Hafida Benhidour is currently a Ph.D. student at the University
of Tsukuba. She received her master and engineer’s degree
in computer science from the Algerian National institute of
computer science in 2005 and 2001, respectively. In 2004, she
was awarded the Monbusho Scholarship to continue her PhD at
the University of Tsukuba, Japan.
Her research interests include application of soft computing
techniques to human centered systems.
Professor Takehisa Onisawa received the B.E. and the M.E.

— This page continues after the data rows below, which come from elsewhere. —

impl CosimConfig {
    /// Parses a configuration from a TOML file.
    ///
    /// # Errors
    ///
    /// Returns a `ConfigError` if the file cannot be read or the TOML is invalid.
    pub fn from_toml_file(path: &Path) -> Result<Self, ConfigError> {
        let content = fs::read_to_string(path).map_err(|e| {
            ConfigError::new("config", format!("cannot read \"{}\": {e}", path.display()))
        })?;
        Self::from_toml_str(&content)
    }

    /// Parses a configuration from a TOML string.
    ///
    /// # Errors
    ///
    /// Returns a `ConfigError` if the TOML is invalid or contains unknown fields.
    pub fn from_toml_str(s: &str) -> Result<Self, ConfigError> {
        toml::from_str(s).map_err(|e| ConfigError::new("toml", e.to_string()))
    }

    /// The single active coupling mode, if one is declared.
    pub fn active_mode(&self) -> Option<CouplingMode> {
        self.interface.modes.first().copied()
    }

    /// Instance names of `package`, in order of first appearance across bindings.
    pub fn instances_of(&self, package: &str) -> Vec<String> {
        let mut names: Vec<String> = Vec::new();
        let referenced = self
            .from_variable
            .iter()
            .map(|b| (&b.package, &b.instance))
            .chain(self.to_bindings().map(|(_, b)| (&b.package, &b.instance)));
        for (pkg, inst) in referenced {
            if same_name(pkg, package) && !names.iter().any(|n| same_name(n, inst)) {
                names.push(inst.clone());
            }
        }
        names
    }

    /// All output bindings tagged with their section name.
    pub fn to_bindings(&self) -> impl Iterator<Item = (&'static str, &ToHostConfig)> {
        self.to_schedule
            .iter()
            .map(|b| ("to_schedule", b))
            .chain(self.to_variable.iter().map(|b| ("to_variable", b)))
            .chain(self.to_actuator.iter().map(|b| ("to_actuator", b)))
    }

    /// Validates all fields and returns every error found.
    ///
    /// Returns an empty vector if the configuration is valid.
    pub fn validate(&self) -> Vec<ConfigError> {
        let mut errors = Vec::new();
        self.validate_modes(&mut errors);
        self.validate_host(&mut errors);
        if self.interface.max_exchange_variables == 0 {
            errors.push(ConfigError::new(
                "interface.max_exchange_variables",
                "must be > 0",
            ));
        }
        if self.active_mode() == Some(CouplingMode::PackageImport) {
            self.validate_packages(&mut errors);
        }
        errors
    }

    /// Advisory messages for declarations that will be ignored in this run.
    pub fn warnings(&self) -> Vec<String> {
        let mut warnings = Vec::new();
        let mode = self.active_mode();
        let socket = mode.is_some_and(CouplingMode::uses_socket);
        let import = mode == Some(CouplingMode::PackageImport);

        let socket_objects = [
            ("external_schedule", self.external_schedule.len()),
            ("external_variable", self.external_variable.len()),
            ("external_actuator", self.external_actuator.len()),
        ];
        if !socket {
            for (section, n) in socket_objects.into_iter().filter(|(_, n)| *n > 0) {
                warnings.push(format!(
                    "configuration contains {n} \"{section}\" object(s), but no socket coupling \
                     mode is enabled; values will not be updated"
                ));
            }
        }

        let import_objects = [
            ("package", self.packages.len()),
            ("from_variable", self.from_variable.len()),
            ("to_schedule", self.to_schedule.len()),
            ("to_variable", self.to_variable.len()),
            ("to_actuator", self.to_actuator.len()),
        ];
        if !import {
            for (section, n) in import_objects.into_iter().filter(|(_, n)| *n > 0) {
                warnings.push(format!(
                    "configuration contains {n} \"{section}\" object(s), but package-import is \
                     not enabled; values will not be updated"
                ));
            }
        } else {
            for pkg in &self.packages {
                let name = pkg.name();
                if !self.from_variable.iter().any(|b| same_name(&b.package, &name)) {
                    warnings.push(format!(
                        "package \"{name}\" is defined but has no input variables; check the \
                         from_variable declarations"
                    ));
                }
            }
        }
        warnings
    }

    fn validate_modes(&self, errors: &mut Vec<ConfigError>) {
        let mut counts: HashMap<CouplingMode, usize> = HashMap::new();
        for mode in &self.interface.modes {
            *counts.entry(*mode).or_default() += 1;
        }
        for (mode, n) in &counts {
            if *n > 1 {
                errors.push(ConfigError::new(
                    "interface.modes",
                    format!("cannot have more than one {mode} interface"),
                ));
            }
        }
        let has = |m| counts.contains_key(&m);
        if has(CouplingMode::SocketMaster) && has(CouplingMode::PackageExport) {
            errors.push(ConfigError::new(
                "interface.modes",
                "cannot have socket-master and package-export interfaces simultaneously",
            ));
        }
        if has(CouplingMode::PackageImport) && has(CouplingMode::PackageExport) {
            errors.push(ConfigError::new(
                "interface.modes",
                "cannot have package-import and package-export interfaces simultaneously",
            ));
        }
        if has(CouplingMode::SocketMaster) && has(CouplingMode::PackageImport) {
            errors.push(ConfigError::new(
                "interface.modes",
                "cannot have socket-master and package-import interfaces simultaneously",
            ));
        }
        if !self.interface.modes.is_empty() && !self.host.weather_run_period {
            errors.push(ConfigError::new(
                "host.weather_run_period",
                "a run period from the weather file must be simulated when an external \
                 interface is enabled, because the interface is not active during sizing",
            ));
        }
    }

    fn validate_host(&self, errors: &mut Vec<ConfigError>) {
        let h = &self.host;
        if h.steps_per_hour == 0 || 60 % h.steps_per_hour != 0 {
            errors.push(ConfigError::new(
                "host.steps_per_hour",
                "must be > 0 and divide 60",
            ));
        }
        if h.run_days == 0 {
            errors.push(ConfigError::new("host.run_days", "must be > 0"));
        }
        if !(1..=12).contains(&h.start_month) {
            errors.push(ConfigError::new("host.start_month", "must be in [1, 12]"));
        } else if h.start_day == 0 || h.start_day > days_in_month(h.start_month, h.leap_year) {
            errors.push(ConfigError::new(
                "host.start_day",
                format!("is not a day of month {}", h.start_month),
            ));
        }
        if h.capacitance_j_per_k <= 0.0 {
            errors.push(ConfigError::new("host.capacitance_j_per_k", "must be > 0"));
        }
        if h.throttling_range_k <= 0.0 {
            errors.push(ConfigError::new("host.throttling_range_k", "must be > 0"));
        }
    }

    fn validate_packages(&self, errors: &mut Vec<ConfigError>) {
        // Distinct files may not collapse onto the same working directory stem.
        for (i, a) in self.packages.iter().enumerate() {
            for b in &self.packages[i + 1..] {
                if same_name(&a.stem(), &b.stem()) && a.file != b.file {
                    errors.push(ConfigError::new(
                        "package.file",
                        format!(
                            "duplicate file names (but not same file) entered: \"{}\" and \"{}\"",
                            a.file.display(),
                            b.file.display()
                        ),
                    ));
                } else if a.file == b.file {
                    errors.push(ConfigError::new(
                        "package.file",
                        format!("package \"{}\" is declared twice", a.file.display()),
                    ));
                }
            }
        }

        if let Err(mut declared) = InstanceRegistry::from_config(self) {
            errors.append(&mut declared);
        }

        let mut seen: HashMap<(String, String, String), usize> = HashMap::new();
        for b in &self.from_variable {
            let key = (
                b.package.to_ascii_uppercase(),
                b.instance.to_ascii_uppercase(),
                b.external_name.to_ascii_uppercase(),
            );
            let n = seen.entry(key).or_default();
            *n += 1;
            if *n == 2 {
                errors.push(ConfigError::new(
                    "from_variable.external_name",
                    format!(
                        "input \"{}\" of instance \"{}\" is declared more than once",
                        b.external_name, b.instance
                    ),
                ));
            }
        }
    }
}
//! The host simulation as seen by the co-simulation layer.
//!
//! The physics solver, schedule store and rule-language system are external
//! collaborators; [`HostModel`] is the narrow surface the time stepper needs
//! from them.

pub mod calendar;
pub mod demo;
pub mod entities;

pub use calendar::CalendarPosition;
pub use entities::{EntityTable, RuleVariable};

/// Phase of the host run.
#[derive(Debug, Clone, Copy, PartialEq, Eq)]
pub enum HostPhase {
    /// Design-day or system sizing; no data is exchanged.
    Sizing,
    /// Warm-up days of the weather-file run period.
    Warmup,
    /// The actual run period.
    RunPeriod,
}

impl HostPhase {
    /// Short label used in logs and telemetry.
    pub fn label(self) -> &'static str {
        match self {
            Self::Sizing => "sizing",
            Self::Warmup => "warmup",
            Self::RunPeriod => "run",
        }
    }
}

/// Capabilities the co-simulation layer requires from the host solver.
pub trait HostModel {
    /// Current simulation phase.
    fn phase(&self) -> HostPhase;

    /// Zone time step in hours.
    fn zone_timestep_hours(&self) -> f64;

    /// Current calendar position.
    fn calendar(&self) -> CalendarPosition;

    /// Number of days in the run period.
    fn run_period_days(&self) -> u32;

    /// Simulated seconds completed in the current environment.
    fn elapsed_seconds(&self) -> f64;

    /// Whether the run control simulates a weather-file run period at all.
    fn has_weather_run_period(&self) -> bool {
        true
    }

    /// Keys of every report variable called `name`, with their handles.
    fn output_keys(&self, name: &str) -> Vec<(String, usize)>;

    /// Current value of a report variable.
    fn output_value(&self, handle: usize) -> f64;

    /// Handle of the schedule called `name`.
    fn find_schedule(&self, name: &str) -> Option<usize>;

    /// Handle and capability of the rule variable called `name`.
    fn find_rule_variable(&self, name: &str) -> Option<RuleVariable>;

    /// Overwrites the current day-schedule value.
    fn set_schedule_value(&mut self, handle: usize, value: f64);

    /// Overwrites a rule variable.
    fn set_rule_variable(&mut self, handle: usize, value: f64);

    /// Lets the rule system pick up rule variables written since the last call.
    fn refresh_rules(&mut self) {}
}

in Control Engineering in 1975 and 1977, respectively, and
the Dr. Eng. in Systems Science in 1986, all from Tokyo
Institute of Technology. He served as a Research Associate
in the Department of Systems Science, Tokyo Institute of
Technology from 1977 to 1986. From 1986 to 1989, he was
a Lecturer and from 1989 to 1991 an Associate Professor in
the Department of Basic Engineering at Kumamoto University.
Then he joined the University of Tsukuba. Currently, he is a
Professor in the Graduate School of Systems and Information
Engineering. He received the Hashimoto Award from Japan
Ergonomics Association in 1987 and Outstanding Paper Award
at International Symposium on Advanced Intelligent Systems in
2005.
His research interests include applications of soft computing
techniques to human centered systems thinking and Kansei
information processing. He was the 9th President of Japan
Society for Fuzzy Theory and Intelligent Informatics from June
2005 to May 2007. He is a member of IEEE and IFSA.